Arbitrary instances have some helper functions in the Arb module.

Generators

Generators are built up from the function

val choose : (int * int -> Gen<int>)

which makes a random choice of a value from an interval, with a uniform distribution. For example, to make a random choice between the elements of a list, use

let chooseFromList xs = 
    gen { let! i = Gen.choose (0, List.length xs-1) 
          return (List.nth xs i) 
}

Choosing between alternatives

A generator may take the form
Gen.oneof <sequence of generators>
which chooses among the generators in the list with equal probability. For example,

Gen.oneof [ gen { return true }; gen { return false } ]

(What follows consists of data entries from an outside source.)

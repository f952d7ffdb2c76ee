//! Query facade: merged read access to sensors.
//!
//! Single-sensor lookups are strict: a sensor that has not reported any
//! telemetry yet is "not ready" and yields [`SensorHubError::TelemetryNotFound`].
//!
//! Area queries are lenient on purpose. A candidate from the spatial index
//! that has no telemetry, or whose identity vanished since it was indexed, is
//! skipped and the remaining sensors are still returned, so one stale sensor
//! cannot fail a whole area query. Store outages still fail the query.

use std::sync::Arc;

use sensorhub_domain::error::SensorHubError;
use sensorhub_domain::geo::{BoundingBox, GeoPoint};
use sensorhub_domain::id::{SensorId, SensorKey};
use sensorhub_domain::sensor::Sensor;
use sensorhub_domain::telemetry::TelemetryReading;
use sensorhub_domain::view::SensorView;

use crate::ports::{AttributeStore, IdentityStore, TelemetryCache};
use crate::spatial_index::SpatialIndex;

/// Page size used when the caller does not ask for one.
pub const DEFAULT_PAGE_SIZE: usize = 100;

/// Largest page a caller may request.
pub const MAX_PAGE_SIZE: usize = 1000;

/// Application service for every read that spans more than one store.
pub struct QueryFacade<I, A, T> {
    identity: Arc<I>,
    attributes: Arc<A>,
    telemetry: Arc<T>,
    index: Arc<SpatialIndex>,
}

impl<I, A, T> QueryFacade<I, A, T>
where
    I: IdentityStore + Send + Sync,
    A: AttributeStore + Send + Sync,
    T: TelemetryCache + Send + Sync,
{
    /// Create a facade over the given stores and shared index.
    pub fn new(
        identity: Arc<I>,
        attributes: Arc<A>,
        telemetry: Arc<T>,
        index: Arc<SpatialIndex>,
    ) -> Self {
        Self {
            identity,
            attributes,
            telemetry,
            index,
        }
    }

    /// Look up a sensor's identity.
    ///
    /// # Errors
    ///
    /// Returns [`SensorHubError::SensorNotFound`] when it does not exist, or
    /// [`SensorHubError::StoreUnavailable`].
    pub async fn get_sensor(&self, key: SensorKey) -> Result<Sensor, SensorHubError> {
        let found = match &key {
            SensorKey::Id(id) => self.identity.find_by_id(*id).await?,
            SensorKey::Name(name) => self.identity.find_by_name(name.clone()).await?,
        };
        found.ok_or(SensorHubError::SensorNotFound(key))
    }

    /// Page through registered sensors ordered by id.
    ///
    /// `limit` defaults to [`DEFAULT_PAGE_SIZE`] and is capped at [`MAX_PAGE_SIZE`].
    ///
    /// # Errors
    ///
    /// Returns [`SensorHubError::StoreUnavailable`].
    pub async fn list_sensors(
        &self,
        offset: usize,
        limit: Option<usize>,
    ) -> Result<Vec<Sensor>, SensorHubError> {
        let limit = limit.unwrap_or(DEFAULT_PAGE_SIZE).min(MAX_PAGE_SIZE);
        Ok(self.identity.list(offset, limit).await?)
    }

    /// Latest reading of a sensor.
    ///
    /// # Errors
    ///
    /// Returns [`SensorHubError::SensorNotFound`],
    /// [`SensorHubError::TelemetryNotFound`] or
    /// [`SensorHubError::StoreUnavailable`].
    pub async fn get_telemetry(&self, id: SensorId) -> Result<TelemetryReading, SensorHubError> {
        let sensor = self.get_sensor(SensorKey::Id(id)).await?;
        self.telemetry
            .get(sensor.id)
            .await?
            .ok_or(SensorHubError::TelemetryNotFound(sensor.id))
    }

    /// Merge identity, attributes and latest telemetry of one sensor.
    ///
    /// Attributes are fetched concurrently with telemetry and omitted from
    /// the view when absent.
    ///
    /// # Errors
    ///
    /// Returns [`SensorHubError::SensorNotFound`],
    /// [`SensorHubError::TelemetryNotFound`] or
    /// [`SensorHubError::StoreUnavailable`].
    pub async fn get_sensor_view(&self, key: SensorKey) -> Result<SensorView, SensorHubError> {
        let sensor = self.get_sensor(key).await?;
        let (attributes, reading) = tokio::join!(
            self.attributes.find(sensor.id),
            self.telemetry.get(sensor.id)
        );
        let reading = reading?.ok_or(SensorHubError::TelemetryNotFound(sensor.id))?;
        let attributes = attributes?;
        Ok(SensorView::merge(sensor, attributes, reading))
    }

    /// Views of every sensor inside the box `[lat ± r] × [lon ± r]`, ordered
    /// by name. Candidates without telemetry are skipped.
    ///
    /// Index hits are resolved by id. A hit whose stored location no longer
    /// lies in the box (the index lagging behind the attribute store) is
    /// skipped as well.
    ///
    /// # Errors
    ///
    /// Returns [`SensorHubError::Validation`] for a negative or non-finite
    /// radius, or [`SensorHubError::StoreUnavailable`].
    #[tracing::instrument(skip(self))]
    pub async fn list_near(
        &self,
        latitude: f64,
        longitude: f64,
        radius: f64,
    ) -> Result<Vec<SensorView>, SensorHubError> {
        let bbox = BoundingBox::around(GeoPoint::new(latitude, longitude), radius)?;
        let candidates = self.index.hits_within(&bbox);
        let mut views = Vec::with_capacity(candidates.len());
        for hit in candidates {
            match self.get_sensor_view(SensorKey::Id(hit.id)).await {
                Ok(view) => {
                    let moved = view
                        .attributes
                        .as_ref()
                        .is_some_and(|attrs| !bbox.contains(attrs.location()));
                    if moved {
                        tracing::debug!(sensor_id = %hit.id, "skipping sensor stored outside the box");
                    } else {
                        views.push(view);
                    }
                }
                Err(SensorHubError::TelemetryNotFound(id)) => {
                    tracing::debug!(sensor_id = %id, "skipping sensor without telemetry");
                }
                Err(SensorHubError::SensorNotFound(key)) => {
                    tracing::debug!(sensor = %key, indexed_as = %hit.name, "skipping indexed sensor without identity");
                }
                Err(err) => return Err(err),
            }
        }
        Ok(views)
    }
}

generates a random boolean which is true with probability one half.
We can control the distribution of results using the function

val frequency: seq<int * Gen<'a>> -> Gen<'a>

instead. Frequency chooses a generator from the list randomly, but weighs the probability of choosing each alternative by the factor given. For example,

Gen.frequency [ (2, gen { return true }); (1, gen { return false })]

generates true two thirds of the time.

The size of test data

Test data generators have an implicit size parameter; FsCheck begins by generating small test cases, and gradually increases the size as testing progresses. Different test data generators interpret the size parameter in different ways: some ignore it, while the list generator, for example, interprets it as an upper bound on the length of generated lists. You are free to use it as you wish to control your own test data generators.
You can obtain the value of the size parameter using

val sized : ((int -> Gen<'a>) -> Gen<'a>)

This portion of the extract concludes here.